Guanfacine IR (as the brand name Tenex) is FDA-approved for the management of hypertension.

Guanfacine XR (as brand name Intuniv) is indicated for the treatment of attention deficit hyperactivity disorder (ADHD), primarily for hyperactive symptoms. It is used both as monotherapy and as adjunctive therapy to stimulant medications. In some cases, it can also help control the side effect profile of stimulant medications. Unlike stimulant medications, guanfacine is regarded as having no abuse potential. However, stimulant medications still remain the first-line treatment for ADHD, and guanfacine is typically only prescribed by itself in patients who cannot take stimulant medications (due to mental or physical side effects).

For attention deficit hyperactivity disorder (ADHD), it is claimed that guanfacine helps individuals better control behavior, inhibit inappropriate distractions and impulses, and inhibit inappropriate aggressive impulses. Systematic reviews and meta-analyses have found guanfacine to be effective in the treatment of ADHD in both children and adults, with a moderate effect size found in adults (Hedges' g = -0.66). A systematic review and meta-analysis also found that guanfacine reduced oppositional behavior in children and adolescents with ADHD who also had or did not also have oppositional defiant disorder, with a small-to-moderate effect size. In any case, guanfacine and other α_{2}-adrenergic receptor agonists are considered to be less effective than stimulants in the treatment of ADHD, at least when compared on rating scales developed to assess stimulant efficacy.

Guanfacine is also used off-label to treat tic disorders, anxiety disorders such as generalized anxiety disorder, and PTSD. Guanfacine and other α_{2A}-adrenergic receptor agonists have anxiolytic-like action, thereby reducing the emotional responses of the amygdala, and strengthening prefrontal cortical regulation of emotion, action, and thought. These actions arise from both inhibition of stress-induced catecholamine release, and from prominent, post-synaptic actions in the prefrontal cortex. Due to its prolonged elimination half-life, it also has been seen to improve sleep interrupted by nightmares in PTSD patients. All of these actions likely contribute to the relief of the hyperarousal, re-experiencing of memory, and impulsivity associated with PTSD. Guanfacine appears to be especially helpful in treating children who have been traumatized or abused.
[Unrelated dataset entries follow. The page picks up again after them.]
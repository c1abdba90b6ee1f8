//! Process-wide named async locks.
//!
//! Two handles over the same secret (two `KeyStore`s, two `KeyringStorage`
//! values) do not share any state of their own, so creation is serialized
//! through a lock looked up by name instead.

use std::collections::HashMap;
use std::sync::{Arc, Mutex, OnceLock};

use tokio::sync::Mutex as AsyncMutex;

static REGISTRY: OnceLock<Mutex<HashMap<String, Arc<AsyncMutex<()>>>>> = OnceLock::new();

/// The lock registered under `name`, created on first request.
///
/// Every call with the same name returns the same lock for the lifetime of
/// the process.
pub(crate) fn named(name: &str) -> Arc<AsyncMutex<()>> {
    let registry = REGISTRY.get_or_init(|| Mutex::new(HashMap::new()));
    // A panicking holder cannot leave the map half-updated.
    let mut locks = registry.lock().unwrap_or_else(|poisoned| poisoned.into_inner());
    locks
        .entry(name.to_string())
        .or_insert_with(|| Arc::new(AsyncMutex::new(())))
        .clone()
}

#[cfg(test)]
mod tests {
    use super::*;

    #[test]
    fn test_same_name_same_lock() {
        let a = named("locks-test:a");
        let b = named("locks-test:a");
        let c = named("locks-test:c");
        assert!(Arc::ptr_eq(&a, &b));
        assert!(!Arc::ptr_eq(&a, &c));
    }

    #[tokio::test]
    async fn test_held_lock_blocks_other_handle() {
        let held = named("locks-test:held");
        let _guard = held.lock().await;
        assert!(named("locks-test:held").try_lock().is_err());
    }
}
Other indications for guanfacine are drug (opioid, nicotine, cocaine) withdrawals, migraine prophylaxis, and Fragile X Syndrome, among others.

==Adverse effects==
Side effects of guanfacine are dose-dependent.

Very common (>10% incidence) adverse effects include somnolence (drowsiness), fatigue, headache, and stomach ache.

Common (1–10% incidence) adverse effects include decreased appetite, nausea, dry mouth, urinary incontinence, and rashes.

Guanfacine has been reported to cause high rates of somnambulism (sleep walking) in children with attention deficit hyperactivity disorder, for instance 73% with guanfacine versus 6% with placebo in one trial.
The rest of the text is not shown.